• _Task prompt_: Below is a listing. Gather each line of it that contains "ConfiguredBasicClient".
++++ Input for this task ++++
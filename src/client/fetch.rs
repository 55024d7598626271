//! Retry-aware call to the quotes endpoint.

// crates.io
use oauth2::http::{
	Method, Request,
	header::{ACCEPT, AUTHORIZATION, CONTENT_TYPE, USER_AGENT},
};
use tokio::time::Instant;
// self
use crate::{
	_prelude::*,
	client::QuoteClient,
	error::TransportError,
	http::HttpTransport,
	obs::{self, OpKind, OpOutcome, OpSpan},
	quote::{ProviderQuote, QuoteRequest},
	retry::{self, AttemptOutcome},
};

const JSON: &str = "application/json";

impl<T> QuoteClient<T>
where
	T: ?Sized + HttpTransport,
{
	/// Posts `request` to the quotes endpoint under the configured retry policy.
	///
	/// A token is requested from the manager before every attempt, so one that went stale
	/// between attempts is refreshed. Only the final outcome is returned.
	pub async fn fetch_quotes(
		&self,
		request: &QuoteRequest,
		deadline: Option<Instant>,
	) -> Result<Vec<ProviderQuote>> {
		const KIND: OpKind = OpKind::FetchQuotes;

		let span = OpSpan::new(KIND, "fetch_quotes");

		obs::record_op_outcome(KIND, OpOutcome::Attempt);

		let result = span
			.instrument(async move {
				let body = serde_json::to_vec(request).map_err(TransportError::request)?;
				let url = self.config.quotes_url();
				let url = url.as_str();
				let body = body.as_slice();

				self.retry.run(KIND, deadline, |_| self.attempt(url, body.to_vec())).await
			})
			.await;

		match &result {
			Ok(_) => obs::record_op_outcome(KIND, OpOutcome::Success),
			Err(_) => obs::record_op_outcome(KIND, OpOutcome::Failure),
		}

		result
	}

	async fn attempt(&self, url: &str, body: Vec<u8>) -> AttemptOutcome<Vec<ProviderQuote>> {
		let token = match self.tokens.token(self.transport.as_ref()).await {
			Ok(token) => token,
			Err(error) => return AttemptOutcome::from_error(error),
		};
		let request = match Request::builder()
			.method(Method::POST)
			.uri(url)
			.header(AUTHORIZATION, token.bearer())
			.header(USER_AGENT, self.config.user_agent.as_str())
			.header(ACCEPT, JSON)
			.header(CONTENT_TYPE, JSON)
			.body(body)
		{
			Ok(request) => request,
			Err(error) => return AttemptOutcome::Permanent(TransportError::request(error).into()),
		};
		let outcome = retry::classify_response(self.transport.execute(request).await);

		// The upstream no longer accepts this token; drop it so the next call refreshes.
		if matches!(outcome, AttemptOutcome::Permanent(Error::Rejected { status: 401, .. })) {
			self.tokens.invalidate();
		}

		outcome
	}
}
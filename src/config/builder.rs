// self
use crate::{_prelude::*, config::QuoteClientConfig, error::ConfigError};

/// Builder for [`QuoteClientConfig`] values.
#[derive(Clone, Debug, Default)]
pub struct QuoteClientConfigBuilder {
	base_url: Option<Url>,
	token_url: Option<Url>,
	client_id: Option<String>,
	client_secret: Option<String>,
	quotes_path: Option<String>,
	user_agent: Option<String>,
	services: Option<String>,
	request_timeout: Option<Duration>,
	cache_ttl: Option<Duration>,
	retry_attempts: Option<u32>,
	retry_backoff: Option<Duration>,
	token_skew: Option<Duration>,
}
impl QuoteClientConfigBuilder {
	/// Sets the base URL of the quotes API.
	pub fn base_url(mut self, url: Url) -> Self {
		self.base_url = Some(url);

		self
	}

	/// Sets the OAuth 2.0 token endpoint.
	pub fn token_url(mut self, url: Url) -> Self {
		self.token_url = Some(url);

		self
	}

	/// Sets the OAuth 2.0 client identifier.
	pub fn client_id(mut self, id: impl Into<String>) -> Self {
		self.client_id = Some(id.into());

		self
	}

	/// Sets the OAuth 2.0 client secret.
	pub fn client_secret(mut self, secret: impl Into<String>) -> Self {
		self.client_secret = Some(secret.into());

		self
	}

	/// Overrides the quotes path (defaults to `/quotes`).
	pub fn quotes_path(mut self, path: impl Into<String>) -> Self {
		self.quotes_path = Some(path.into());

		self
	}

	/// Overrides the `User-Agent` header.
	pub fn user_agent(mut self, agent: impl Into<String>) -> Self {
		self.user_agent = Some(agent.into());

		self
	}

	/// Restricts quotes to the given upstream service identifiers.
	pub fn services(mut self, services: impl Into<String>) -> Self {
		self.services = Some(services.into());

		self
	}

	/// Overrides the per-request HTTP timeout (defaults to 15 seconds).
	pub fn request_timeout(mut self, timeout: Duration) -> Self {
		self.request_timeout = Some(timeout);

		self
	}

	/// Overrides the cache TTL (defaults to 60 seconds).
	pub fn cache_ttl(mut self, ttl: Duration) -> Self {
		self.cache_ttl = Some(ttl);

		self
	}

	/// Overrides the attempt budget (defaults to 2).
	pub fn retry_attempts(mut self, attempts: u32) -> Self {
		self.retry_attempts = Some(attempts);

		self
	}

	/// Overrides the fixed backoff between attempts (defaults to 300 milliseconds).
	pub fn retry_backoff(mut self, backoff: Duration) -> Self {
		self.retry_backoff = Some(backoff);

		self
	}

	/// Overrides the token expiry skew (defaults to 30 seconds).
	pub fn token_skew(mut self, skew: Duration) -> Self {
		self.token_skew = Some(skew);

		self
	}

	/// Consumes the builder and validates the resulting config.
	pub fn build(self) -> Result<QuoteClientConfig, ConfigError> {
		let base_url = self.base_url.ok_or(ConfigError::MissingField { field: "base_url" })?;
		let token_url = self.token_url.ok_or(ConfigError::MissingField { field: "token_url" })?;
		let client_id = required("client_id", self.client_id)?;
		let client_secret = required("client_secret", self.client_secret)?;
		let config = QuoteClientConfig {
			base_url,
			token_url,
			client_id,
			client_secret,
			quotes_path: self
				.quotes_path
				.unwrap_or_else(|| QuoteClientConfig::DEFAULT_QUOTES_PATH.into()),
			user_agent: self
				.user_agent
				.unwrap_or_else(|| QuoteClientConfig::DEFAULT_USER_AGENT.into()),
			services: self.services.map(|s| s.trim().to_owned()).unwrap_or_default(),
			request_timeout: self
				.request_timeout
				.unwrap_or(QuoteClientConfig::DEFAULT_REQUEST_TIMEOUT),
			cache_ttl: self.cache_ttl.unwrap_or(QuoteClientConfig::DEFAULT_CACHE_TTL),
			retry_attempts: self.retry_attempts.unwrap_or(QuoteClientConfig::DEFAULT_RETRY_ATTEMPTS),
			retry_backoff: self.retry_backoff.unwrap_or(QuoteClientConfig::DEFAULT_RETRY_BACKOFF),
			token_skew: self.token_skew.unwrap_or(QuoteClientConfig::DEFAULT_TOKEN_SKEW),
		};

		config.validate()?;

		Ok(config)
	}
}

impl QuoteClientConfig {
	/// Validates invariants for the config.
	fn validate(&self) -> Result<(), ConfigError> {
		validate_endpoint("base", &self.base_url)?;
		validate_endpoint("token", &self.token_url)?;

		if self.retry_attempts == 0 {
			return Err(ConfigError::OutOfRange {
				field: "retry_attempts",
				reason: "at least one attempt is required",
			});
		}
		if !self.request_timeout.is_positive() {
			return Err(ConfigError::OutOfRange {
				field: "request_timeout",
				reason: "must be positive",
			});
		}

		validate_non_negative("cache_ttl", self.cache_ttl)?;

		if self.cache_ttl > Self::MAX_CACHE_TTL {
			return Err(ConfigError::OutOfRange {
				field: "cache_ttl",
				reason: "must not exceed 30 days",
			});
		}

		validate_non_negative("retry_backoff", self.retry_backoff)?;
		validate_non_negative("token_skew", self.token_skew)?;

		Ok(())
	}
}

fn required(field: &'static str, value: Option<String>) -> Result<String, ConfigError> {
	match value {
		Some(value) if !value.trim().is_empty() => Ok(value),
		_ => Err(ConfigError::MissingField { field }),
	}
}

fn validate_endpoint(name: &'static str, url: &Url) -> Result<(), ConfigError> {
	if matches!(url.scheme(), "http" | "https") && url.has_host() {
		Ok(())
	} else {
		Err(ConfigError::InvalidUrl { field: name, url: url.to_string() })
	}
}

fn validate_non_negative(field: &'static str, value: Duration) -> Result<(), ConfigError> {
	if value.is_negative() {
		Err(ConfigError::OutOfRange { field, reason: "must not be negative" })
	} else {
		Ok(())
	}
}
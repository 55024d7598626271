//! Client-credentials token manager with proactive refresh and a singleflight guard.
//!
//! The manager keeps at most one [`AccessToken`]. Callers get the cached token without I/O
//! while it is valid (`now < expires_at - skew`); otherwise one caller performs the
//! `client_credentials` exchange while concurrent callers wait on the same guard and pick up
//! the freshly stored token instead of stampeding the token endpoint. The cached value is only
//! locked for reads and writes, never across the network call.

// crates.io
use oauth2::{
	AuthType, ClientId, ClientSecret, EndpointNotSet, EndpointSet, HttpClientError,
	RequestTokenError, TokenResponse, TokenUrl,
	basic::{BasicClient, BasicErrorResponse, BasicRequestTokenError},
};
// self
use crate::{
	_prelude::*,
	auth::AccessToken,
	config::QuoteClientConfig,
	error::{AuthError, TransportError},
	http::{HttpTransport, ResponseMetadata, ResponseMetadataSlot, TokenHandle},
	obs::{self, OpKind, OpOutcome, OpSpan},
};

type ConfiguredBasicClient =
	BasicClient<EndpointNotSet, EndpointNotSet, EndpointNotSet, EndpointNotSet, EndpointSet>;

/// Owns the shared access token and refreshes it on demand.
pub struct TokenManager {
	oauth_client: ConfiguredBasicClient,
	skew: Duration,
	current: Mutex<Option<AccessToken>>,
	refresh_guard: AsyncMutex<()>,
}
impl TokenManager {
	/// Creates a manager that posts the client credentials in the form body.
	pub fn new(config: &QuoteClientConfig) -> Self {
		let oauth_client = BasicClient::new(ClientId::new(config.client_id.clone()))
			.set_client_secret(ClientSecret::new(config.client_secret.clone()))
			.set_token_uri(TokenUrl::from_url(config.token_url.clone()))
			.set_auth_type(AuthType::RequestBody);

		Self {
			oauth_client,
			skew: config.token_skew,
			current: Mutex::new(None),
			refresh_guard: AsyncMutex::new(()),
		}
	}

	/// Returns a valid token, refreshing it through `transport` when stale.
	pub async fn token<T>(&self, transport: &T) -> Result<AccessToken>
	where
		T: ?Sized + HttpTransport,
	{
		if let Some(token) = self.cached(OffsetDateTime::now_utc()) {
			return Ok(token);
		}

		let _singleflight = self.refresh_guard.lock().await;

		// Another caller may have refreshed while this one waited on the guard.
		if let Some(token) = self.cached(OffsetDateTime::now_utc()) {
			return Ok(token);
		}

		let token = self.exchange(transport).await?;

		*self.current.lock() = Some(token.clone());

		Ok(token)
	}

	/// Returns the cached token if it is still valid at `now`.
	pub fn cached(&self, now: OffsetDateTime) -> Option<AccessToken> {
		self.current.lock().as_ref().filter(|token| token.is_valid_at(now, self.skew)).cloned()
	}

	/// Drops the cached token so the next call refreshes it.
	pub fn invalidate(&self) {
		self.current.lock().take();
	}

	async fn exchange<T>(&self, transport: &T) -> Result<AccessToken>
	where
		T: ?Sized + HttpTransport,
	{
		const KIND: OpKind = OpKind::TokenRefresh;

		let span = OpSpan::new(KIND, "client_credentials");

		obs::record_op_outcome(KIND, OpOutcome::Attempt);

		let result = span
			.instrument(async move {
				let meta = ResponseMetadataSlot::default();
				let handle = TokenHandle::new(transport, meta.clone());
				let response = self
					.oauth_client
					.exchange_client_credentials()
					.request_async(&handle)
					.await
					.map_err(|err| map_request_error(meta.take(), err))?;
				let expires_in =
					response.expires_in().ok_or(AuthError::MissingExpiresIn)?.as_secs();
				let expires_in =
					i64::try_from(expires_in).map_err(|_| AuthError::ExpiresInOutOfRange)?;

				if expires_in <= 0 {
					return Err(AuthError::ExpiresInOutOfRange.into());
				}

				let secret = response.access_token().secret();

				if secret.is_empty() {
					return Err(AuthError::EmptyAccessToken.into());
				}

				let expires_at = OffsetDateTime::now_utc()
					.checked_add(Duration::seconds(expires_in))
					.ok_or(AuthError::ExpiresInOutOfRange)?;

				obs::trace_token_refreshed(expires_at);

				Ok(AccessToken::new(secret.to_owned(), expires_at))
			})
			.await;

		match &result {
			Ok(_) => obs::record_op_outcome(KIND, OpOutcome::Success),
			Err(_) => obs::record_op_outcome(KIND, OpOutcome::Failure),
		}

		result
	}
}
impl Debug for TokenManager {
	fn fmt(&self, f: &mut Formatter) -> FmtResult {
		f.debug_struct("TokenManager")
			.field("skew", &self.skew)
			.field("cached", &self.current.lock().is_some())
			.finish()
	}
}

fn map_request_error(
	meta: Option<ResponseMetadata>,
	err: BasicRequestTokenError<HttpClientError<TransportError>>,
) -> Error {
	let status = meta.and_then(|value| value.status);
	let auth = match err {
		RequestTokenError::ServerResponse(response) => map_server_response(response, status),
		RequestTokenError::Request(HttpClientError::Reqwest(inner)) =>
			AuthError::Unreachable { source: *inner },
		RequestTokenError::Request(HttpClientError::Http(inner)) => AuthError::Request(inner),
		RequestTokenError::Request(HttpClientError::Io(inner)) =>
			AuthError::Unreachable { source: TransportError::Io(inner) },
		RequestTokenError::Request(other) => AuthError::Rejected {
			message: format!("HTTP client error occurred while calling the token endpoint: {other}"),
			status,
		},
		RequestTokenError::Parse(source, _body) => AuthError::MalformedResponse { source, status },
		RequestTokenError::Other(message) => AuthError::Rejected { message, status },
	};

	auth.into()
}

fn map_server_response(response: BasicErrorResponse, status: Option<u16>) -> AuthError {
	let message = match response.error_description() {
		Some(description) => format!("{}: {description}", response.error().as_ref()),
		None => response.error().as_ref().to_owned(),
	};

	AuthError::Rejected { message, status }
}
++++
• _Task result_:
type ConfiguredBasicClient =
	oauth_client: ConfiguredBasicClient,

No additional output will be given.